On 19/01/16 09:31, John Cremona wrote:
> On 19 January 2016 at 11:49, Vincent Delecroix
> <20100.d...@gmail.com> wrote:
>> As far as I know we do not have any specifications for //. In euclidean ring
>> it would be natural for it to be the quotient. But in other situations?
>>
>> 1. Should we always have
>>
>> a == a//b + a%b
>>
>> 2. Should // always be internal?
>>

>> On 19/01/16 08:28, Jeroen Demeyer wrote:
>>>
>>> Feature or bug?
>
> I would say "feature" since these are field elements so division is
> always exact, unlike ZZ(7)//ZZ(2).
>
>>>
>>> sage: QQ(7) // QQ(2)
>>> 7/2
>>>
>>> I would expect
>>>
>>> sage: QQ(7) // QQ(2)
>>> 3
>
> This would only make sense if ZZ was the only ring of which QQ was the
> field of fractions.
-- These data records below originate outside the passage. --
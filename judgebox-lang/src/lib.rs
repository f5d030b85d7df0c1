//! Compilation of the submitted sources.
//!
//! The [`Language`] trait describes how to compile a source file of a given language; the list of
//! the supported languages can be found in the source of this crate.
//!
//! The entry point of this crate is [`LanguageManager`], which detects the language of a source
//! file from its extension, and [`compile`], which runs the compiler.
//!
//! # Example
//!
//! ```
//! use judgebox_lang::LanguageManager;
//!
//! let lang = LanguageManager::detect_language("sol.cpp").expect("unknown lang");
//! assert!(lang.name().contains("C++"))
//! ```

#![deny(missing_docs)]

#[macro_use]
extern crate log;

mod compile;
mod languages;

pub use compile::{compile, Compilation};
pub use languages::c::{LanguageC, LanguageCConfiguration};
pub use languages::cpp::{LanguageCpp, LanguageCppConfiguration};
pub use languages::Language;

use std::path::Path;
use std::sync::Arc;

use anyhow::Error;

/// Manager of all the known languages, you should use this to get [`Language`] instances.
pub struct LanguageManager {
    /// The list of all the known languages.
    known_languages: Vec<Arc<dyn Language>>,
}

impl LanguageManager {
    /// Make a new `LanguageManager` with all the known languages, configured from the environment.
    pub fn from_env() -> Result<LanguageManager, Error> {
        Ok(LanguageManager {
            // ordered by most important first
            known_languages: vec![
                Arc::new(LanguageCpp::new(LanguageCppConfiguration::from_env()?)),
                Arc::new(LanguageC::new(LanguageCConfiguration::from_env()?)),
            ],
        })
    }

    /// Given a path to a file guess the language that the source file probably is.
    ///
    /// ```
    /// use judgebox_lang::LanguageManager;
    ///
    /// let c = LanguageManager::detect_language("test.c").unwrap();
    /// assert!(c.name().contains("C"));
    /// let unknown = LanguageManager::detect_language("test.foobar");
    /// assert!(unknown.is_none());
    /// ```
    pub fn detect_language<P: AsRef<Path>>(path: P) -> Option<Arc<dyn Language>> {
        match LanguageManager::from_env() {
            Ok(manager) => manager.find(path),
            Err(e) => {
                warn!("Invalid compiler configuration: {:?}", e);
                None
            }
        }
    }

    /// Find the language among the known ones that handles the extension of `path`.
    pub fn find<P: AsRef<Path>>(&self, path: P) -> Option<Arc<dyn Language>> {
        let ext = path.as_ref().extension()?.to_str()?.to_lowercase();
        self.known_languages
            .iter()
            .find(|lang| lang.extensions().contains(&ext.as_str()))
            .cloned()
    }
}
Similarly with rational function fields, in my
> opinion.
>
> But I think that
>
> sage: QQ(7) % QQ(2)
> 1
>
> is definitely a bug, for the same reason! (Should be 0).

That contradicts the proposal at

https://groups.google.com/forum/#!topic/sage-devel/PfMop0nyiL0

[John Cremona]

On 19 January 2016 at 12:37, Vincent Delecroix

You are right, it does. The trouble is that there seem to be two ways
to generalize % from ZZ to QQ or RR: I was thinking of it as the
quotient, or approximate quotient for ZZ; but the other thread sees
x%y as the integer part of x/y.

I agree that it might be useful to have a computation with (say) 100 % pi:

sage: 100.0 % RR(pi)
-0.530964914873380

(without the RR one gets as error since % is not defined for SR,SR
arguments), and it would be pretty stupid to give 0 just because a
pure mathematician says that RR is a field so the division is exact.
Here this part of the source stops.